Tout au long du combat que les dirigeants sionistes ont mené pour concrétiser leur projet d’établir puis de maintenir un « État juif » en Palestine, ils ont mis en pratique, à grande ou à petite échelle selon les circonstances, ce crime contre l’humanité que constitue le nettoyage ethnique des Palestinien·nes. Depuis octobre 2023, cette obsession de vider les territoires sous le contrôle d’Israël d’un maximum d’« Arabes » les a conduit, à Gaza, à perpétrer le pire des crimes de masse, un génocide, dont ils espèrent que les survivant·es finiront par se résigner à l’exil.   



[1] Yishouv : « peuplement » en hébreu.

[2] H. LAURENS, La Question de Palestine, Tome premier, Fayard, 1999, p. 219. 

[3] N. PICAUDOU, Les Palestiniens. Un siècle d’histoire, éd. Complexe, 2003, p. 23.
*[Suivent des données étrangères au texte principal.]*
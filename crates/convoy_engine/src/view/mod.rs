pub mod map_scene;
pub mod operational_view;
pub mod tracking_view;
pub mod view_model;
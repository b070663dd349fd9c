pub mod simulation_error;
pub mod system_of_record;
pub mod trip_state_coordinator;
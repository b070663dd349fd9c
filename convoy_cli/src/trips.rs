use convoy_backend::client::BackendClient;
use jiff::civil::Date;
use tracing::info;

use crate::render;

pub async fn run(backend: BackendClient, date: Date) -> anyhow::Result<()> {
    let trips = backend.fetch_trips(date).await?;

    if trips.is_empty() {
        info!("No trips planned for {}", date);
        return Ok(());
    }

    render::print_trips(&trips);
    Ok(())
}
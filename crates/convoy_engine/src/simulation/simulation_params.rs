use std::time::Duration;

/// Single trip customer screen.
pub const CUSTOMER_SIMULATION_DURATION: Duration = Duration::from_secs(10);

/// Multi trip operator screen.
pub const OPERATOR_SIMULATION_DURATION: Duration = Duration::from_secs(15);

/// Roughly one display refresh at 60Hz.
pub const DEFAULT_FRAME_INTERVAL: Duration = Duration::from_millis(16);

#[derive(Clone, Debug, PartialEq)]
pub struct SimulationParams {
    /// Wall clock time a replay takes, regardless of route length.
    pub duration: Duration,
    pub frame_interval: Duration,
}

impl SimulationParams {
    pub fn customer() -> Self {
        Self {
            duration: CUSTOMER_SIMULATION_DURATION,
            frame_interval: DEFAULT_FRAME_INTERVAL,
        }
    }

    pub fn operator() -> Self {
        Self {
            duration: OPERATOR_SIMULATION_DURATION,
            frame_interval: DEFAULT_FRAME_INTERVAL,
        }
    }

    pub fn with_duration(mut self, duration: Duration) -> Self {
        self.duration = duration;
        self
    }

    pub fn with_frame_interval(mut self, frame_interval: Duration) -> Self {
        self.frame_interval = frame_interval;
        self
    }
}

impl Default for SimulationParams {
    fn default() -> Self {
        Self::customer()
    }
}

/// `min(elapsed / duration, 1)`, a zero duration is complete immediately.
pub fn progress_fraction(elapsed: Duration, duration: Duration) -> f64 {
    if duration.is_zero() {
        return 1.0;
    }

    (elapsed.as_secs_f64() / duration.as_secs_f64()).min(1.0)
}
[4] I. PAPPE, Le nettoyage ethnique de la Palestine, Fayard, 2006, pp. 41 à 45.

[5] Palestine mandataire : Territoire palestinien sous « mandat » (protectorat) britannique, de 1920 à 1948.  

[6] H. LAURENS, op. cit., Tome 3, pp. 299-300.

[7] I.PAPPE, op. cit., p. 284.

[8] T. SEGEV, 1967, six jours qui ont changé le monde, Denoël, 2007, p.537.

[9] Gaza in 2020. A liveable place ? A report by the United Nations Country Team in the occupied palestinian territory, août 2012.

[10] Gaza Ten years later, United Nations Country Teams in the occupied palestinien territory, juillet 2017.